▶ What the task requires: Restate, word for word, every line of the data.

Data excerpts
**********

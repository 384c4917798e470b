//! resl - run code snippets posted as chat commands.
//!
//! Usage:
//!   resl serve --signing-secret <secret> [--port 8080]   # Start HTTP server
//!   resl exec <language> <code>...                       # Run one snippet locally

mod command;
mod config;
mod dispatch;
mod error;
mod http_server;
mod modal;
mod pipeline;
mod registry;
mod responder;
mod sandbox;
mod signature;
mod state;
mod types;
mod webhook;

use clap::Parser;
use config::{Args, Commands, ExecArgs, ServeArgs};
use dispatch::HttpTransport;
use modal::HttpForms;
use pipeline::Stages;
use registry::LanguageRegistry;
use responder::{HttpCallback, Responder};
use sandbox::Sandbox;
use state::AppState;
use std::process::exit;
use std::sync::Arc;
use std::time::Duration;
use tracing::{error, info};
use tracing_subscriber::EnvFilter;

const CALLBACK_TIMEOUT: Duration = Duration::from_secs(10);

/// Extra time a remote sandbox call may take on top of the execution timeout.
const STAGE_CALL_MARGIN: Duration = Duration::from_secs(5);

#[tokio::main]
async fn main() {
    tracing_subscriber::fmt()
        .with_env_filter(
            EnvFilter::try_from_default_env()
                .unwrap_or_else(|_| EnvFilter::new("resl=info,tower_http=info")),
        )
        .init();

    let args = Args::parse();

    let code = match args.command {
        Commands::Serve(serve) => run_serve(serve).await,
        Commands::Exec(exec) => run_exec(exec).await,
    };
    exit(code);
}

fn load_registry(args: &config::SandboxArgs) -> Option<LanguageRegistry> {
    match LanguageRegistry::load(&args.languages) {
        Ok(registry) => Some(registry),
        Err(e) => {
            error!(error = %e, "Cannot load language registry");
            eprintln!("Error: {}", e);
            None
        }
    }
}

async fn run_serve(args: ServeArgs) -> i32 {
    if args.signing_secret.is_empty() {
        eprintln!("Error: Signing secret must not be empty");
        return 1;
    }
    let Some(registry) = load_registry(&args.sandbox) else {
        return 1;
    };

    let client = reqwest::Client::new();
    let sandbox = Sandbox::new(registry.clone(), args.sandbox.sandbox_config());
    let responder = Responder::new(Box::new(HttpCallback::new(
        client.clone(),
        CALLBACK_TIMEOUT,
    )));

    let stages = match args.stage_endpoints() {
        Some(endpoints) => {
            info!(?endpoints, "Invoking stages over HTTP");
            let transport = HttpTransport::new(
                client.clone(),
                endpoints,
                args.stage_token.clone(),
                args.sandbox.timeout() + STAGE_CALL_MARGIN,
            );
            Stages::with_transport(sandbox, responder, Arc::new(transport))
        }
        None => Stages::in_process(sandbox, responder),
    };

    let state = AppState {
        registry,
        signing_secret: Arc::from(args.signing_secret.as_str()),
        stages,
        forms: Arc::new(HttpForms::new(
            client,
            args.views_open_url.clone(),
            args.bot_token.clone(),
        )),
        stage_token: args.stage_token.as_deref().map(Arc::from),
    };

    if let Err(e) = http_server::run_server(args.port, state).await {
        error!(error = %e, "Server stopped");
        eprintln!("Error: {}", e);
        return 1;
    }
    0
}

async fn run_exec(args: ExecArgs) -> i32 {
    let Some(registry) = load_registry(&args.sandbox) else {
        return 1;
    };

    let parsed = match command::parse(&args.command_text(), &registry) {
        Ok(parsed) => parsed,
        Err(e) => {
            eprintln!("Error: {}", e);
            return 1;
        }
    };

    let sandbox = Sandbox::new(registry, args.sandbox.sandbox_config());
    match sandbox.execute(&parsed.language_key, &parsed.code).await {
        Ok(result) => {
            print!("{}", result.stdout);
            if let Some(reason) = &result.failure_reason {
                eprint!("{}", reason);
            }
            result.exit.code.unwrap_or(1)
        }
        Err(e) => {
            eprintln!("Error: {}", e);
            1
        }
    }
}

**********

▶ Exercise output:
repository 384c4917798e470b
//! resl - run code snippets posted as chat commands.
//!
//! Usage:
//!   resl serve --signing-secret <secret> [--port 8080]   # Start HTTP server
//!   resl exec <language> <code>...                       # Run one snippet locally

mod command;
mod config;
mod dispatch;
mod error;
mod http_server;
mod modal;
mod pipeline;
mod registry;
mod responder;
mod sandbox;
mod signature;
mod state;
mod types;
mod webhook;

use clap::Parser;
use config::{Args, Commands, ExecArgs, ServeArgs};
use dispatch::HttpTransport;
use modal::HttpForms;
use pipeline::Stages;
use registry::LanguageRegistry;
use responder::{HttpCallback, Responder};
use sandbox::Sandbox;
use state::AppState;
use std::process::exit;
use std::sync::Arc;
use std::time::Duration;
use tracing::{error, info};
use tracing_subscriber::EnvFilter;

const CALLBACK_TIMEOUT: Duration = Duration::from_secs(10);

/// Extra time a remote sandbox call may take on top of the execution timeout.
const STAGE_CALL_MARGIN: Duration = Duration::from_secs(5);

#[tokio::main]
async fn main() {
    tracing_subscriber::fmt()
        .with_env_filter(
            EnvFilter::try_from_default_env()
                .unwrap_or_else(|_| EnvFilter::new("resl=info,tower_http=info")),
        )
        .init();

    let args = Args::parse();

    let code = match args.command {
        Commands::Serve(serve) => run_serve(serve).await,
        Commands::Exec(exec) => run_exec(exec).await,
    };
    exit(code);
}

fn load_registry(args: &config::SandboxArgs) -> Option<LanguageRegistry> {
    match LanguageRegistry::load(&args.languages) {
        Ok(registry) => Some(registry),
        Err(e) => {
            error!(error = %e, "Cannot load language registry");
            eprintln!("Error: {}", e);
            None
        }
    }
}

async fn run_serve(args: ServeArgs) -> i32 {
    if args.signing_secret.is_empty() {
        eprintln!("Error: Signing secret must not be empty");
        return 1;
    }
    let Some(registry) = load_registry(&args.sandbox) else {
        return 1;
    };

    let client = reqwest::Client::new();
    let sandbox = Sandbox::new(registry.clone(), args.sandbox.sandbox_config());
    let responder = Responder::new(Box::new(HttpCallback::new(
        client.clone(),
        CALLBACK_TIMEOUT,
    )));

    let stages = match args.stage_endpoints() {
        Some(endpoints) => {
            info!(?endpoints, "Invoking stages over HTTP");
            let transport = HttpTransport::new(
                client.clone(),
                endpoints,
                args.stage_token.clone(),
                args.sandbox.timeout() + STAGE_CALL_MARGIN,
            );
            Stages::with_transport(sandbox, responder, Arc::new(transport))
        }
        None => Stages::in_process(sandbox, responder),
    };

    let state = AppState {
        registry,
        signing_secret: Arc::from(args.signing_secret.as_str()),
        stages,
        forms: Arc::new(HttpForms::new(
            client,
            args.views_open_url.clone(),
            args.bot_token.clone(),
        )),
        stage_token: args.stage_token.as_deref().map(Arc::from),
    };

    if let Err(e) = http_server::run_server(args.port, state).await {
        error!(error = %e, "Server stopped");
        eprintln!("Error: {}", e);
        return 1;
    }
    0
}

async fn run_exec(args: ExecArgs) -> i32 {
    let Some(registry) = load_registry(&args.sandbox) else {
        return 1;
    };

    let parsed = match command::parse(&args.command_text(), &registry) {
        Ok(parsed) => parsed,
        Err(e) => {
            eprintln!("Error: {}", e);
            return 1;
        }
    };

    let sandbox = Sandbox::new(registry, args.sandbox.sandbox_config());
    match sandbox.execute(&parsed.language_key, &parsed.code).await {
        Ok(result) => {
            print!("{}", result.stdout);
            if let Some(reason) = &result.failure_reason {
                eprint!("{}", reason);
            }
            result.exit.code.unwrap_or(1)
        }
        Err(e) => {
            eprintln!("Error: {}", e);
            1
        }
    }
}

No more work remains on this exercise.